## Task directions
Find each line below that includes "already", then copy it.

BEGIN Information provided

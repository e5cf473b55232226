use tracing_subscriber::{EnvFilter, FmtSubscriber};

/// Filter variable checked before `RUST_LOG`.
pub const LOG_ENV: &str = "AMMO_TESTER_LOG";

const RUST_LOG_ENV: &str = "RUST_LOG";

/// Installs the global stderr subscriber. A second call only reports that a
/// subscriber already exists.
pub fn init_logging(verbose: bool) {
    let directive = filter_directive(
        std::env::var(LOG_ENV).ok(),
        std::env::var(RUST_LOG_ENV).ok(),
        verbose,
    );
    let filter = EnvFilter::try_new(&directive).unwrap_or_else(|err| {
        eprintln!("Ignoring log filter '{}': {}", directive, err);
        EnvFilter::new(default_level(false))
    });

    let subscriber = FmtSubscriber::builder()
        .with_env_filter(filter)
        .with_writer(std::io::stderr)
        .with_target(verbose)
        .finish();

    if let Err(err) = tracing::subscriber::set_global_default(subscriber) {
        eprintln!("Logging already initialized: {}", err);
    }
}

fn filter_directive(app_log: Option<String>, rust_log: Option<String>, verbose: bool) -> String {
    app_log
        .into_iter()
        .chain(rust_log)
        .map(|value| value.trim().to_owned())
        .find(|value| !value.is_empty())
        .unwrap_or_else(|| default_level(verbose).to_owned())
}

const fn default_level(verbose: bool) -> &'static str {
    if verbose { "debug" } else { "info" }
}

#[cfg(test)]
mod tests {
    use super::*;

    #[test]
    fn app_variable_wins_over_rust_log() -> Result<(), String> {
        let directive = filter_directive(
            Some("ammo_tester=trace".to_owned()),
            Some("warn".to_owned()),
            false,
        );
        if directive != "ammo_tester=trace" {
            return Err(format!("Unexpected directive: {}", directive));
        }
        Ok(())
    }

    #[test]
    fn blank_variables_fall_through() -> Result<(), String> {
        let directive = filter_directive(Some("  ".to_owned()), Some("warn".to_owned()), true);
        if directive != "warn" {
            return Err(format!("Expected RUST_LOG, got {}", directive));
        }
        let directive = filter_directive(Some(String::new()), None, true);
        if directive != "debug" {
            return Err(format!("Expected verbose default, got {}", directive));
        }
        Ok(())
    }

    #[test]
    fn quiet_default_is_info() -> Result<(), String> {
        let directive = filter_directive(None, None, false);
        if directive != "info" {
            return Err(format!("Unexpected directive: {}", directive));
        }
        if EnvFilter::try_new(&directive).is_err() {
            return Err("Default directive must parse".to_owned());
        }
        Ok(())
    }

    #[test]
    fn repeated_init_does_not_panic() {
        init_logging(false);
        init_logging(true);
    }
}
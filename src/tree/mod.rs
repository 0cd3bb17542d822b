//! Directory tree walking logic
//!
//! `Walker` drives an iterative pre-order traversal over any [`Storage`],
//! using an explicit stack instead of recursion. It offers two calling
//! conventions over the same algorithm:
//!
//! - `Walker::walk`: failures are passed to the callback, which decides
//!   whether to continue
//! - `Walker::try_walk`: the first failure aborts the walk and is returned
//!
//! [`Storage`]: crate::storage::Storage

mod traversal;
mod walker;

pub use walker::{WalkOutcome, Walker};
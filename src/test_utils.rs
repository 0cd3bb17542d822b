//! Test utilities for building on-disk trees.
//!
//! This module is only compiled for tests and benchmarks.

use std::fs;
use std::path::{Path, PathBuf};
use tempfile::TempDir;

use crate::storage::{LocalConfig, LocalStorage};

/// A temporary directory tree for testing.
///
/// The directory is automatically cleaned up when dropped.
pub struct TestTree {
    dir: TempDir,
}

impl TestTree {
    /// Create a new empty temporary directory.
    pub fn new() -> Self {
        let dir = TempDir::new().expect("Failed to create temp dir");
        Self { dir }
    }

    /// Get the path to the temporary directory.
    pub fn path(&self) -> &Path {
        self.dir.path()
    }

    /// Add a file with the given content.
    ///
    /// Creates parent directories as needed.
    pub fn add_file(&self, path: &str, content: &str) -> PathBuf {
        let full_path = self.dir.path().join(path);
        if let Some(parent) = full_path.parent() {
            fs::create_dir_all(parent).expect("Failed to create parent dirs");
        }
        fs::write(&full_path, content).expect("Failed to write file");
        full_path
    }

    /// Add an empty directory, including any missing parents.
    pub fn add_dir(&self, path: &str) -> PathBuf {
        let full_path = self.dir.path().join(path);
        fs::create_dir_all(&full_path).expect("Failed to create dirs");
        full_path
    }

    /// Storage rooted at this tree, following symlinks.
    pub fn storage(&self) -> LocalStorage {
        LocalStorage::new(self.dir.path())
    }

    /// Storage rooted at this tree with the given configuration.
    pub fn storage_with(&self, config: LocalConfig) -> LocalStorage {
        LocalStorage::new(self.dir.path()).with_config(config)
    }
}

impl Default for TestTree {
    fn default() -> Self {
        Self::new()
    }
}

END Information provided

## Answer box
/// subscriber already exists.
        eprintln!("Logging already initialized: {}", err);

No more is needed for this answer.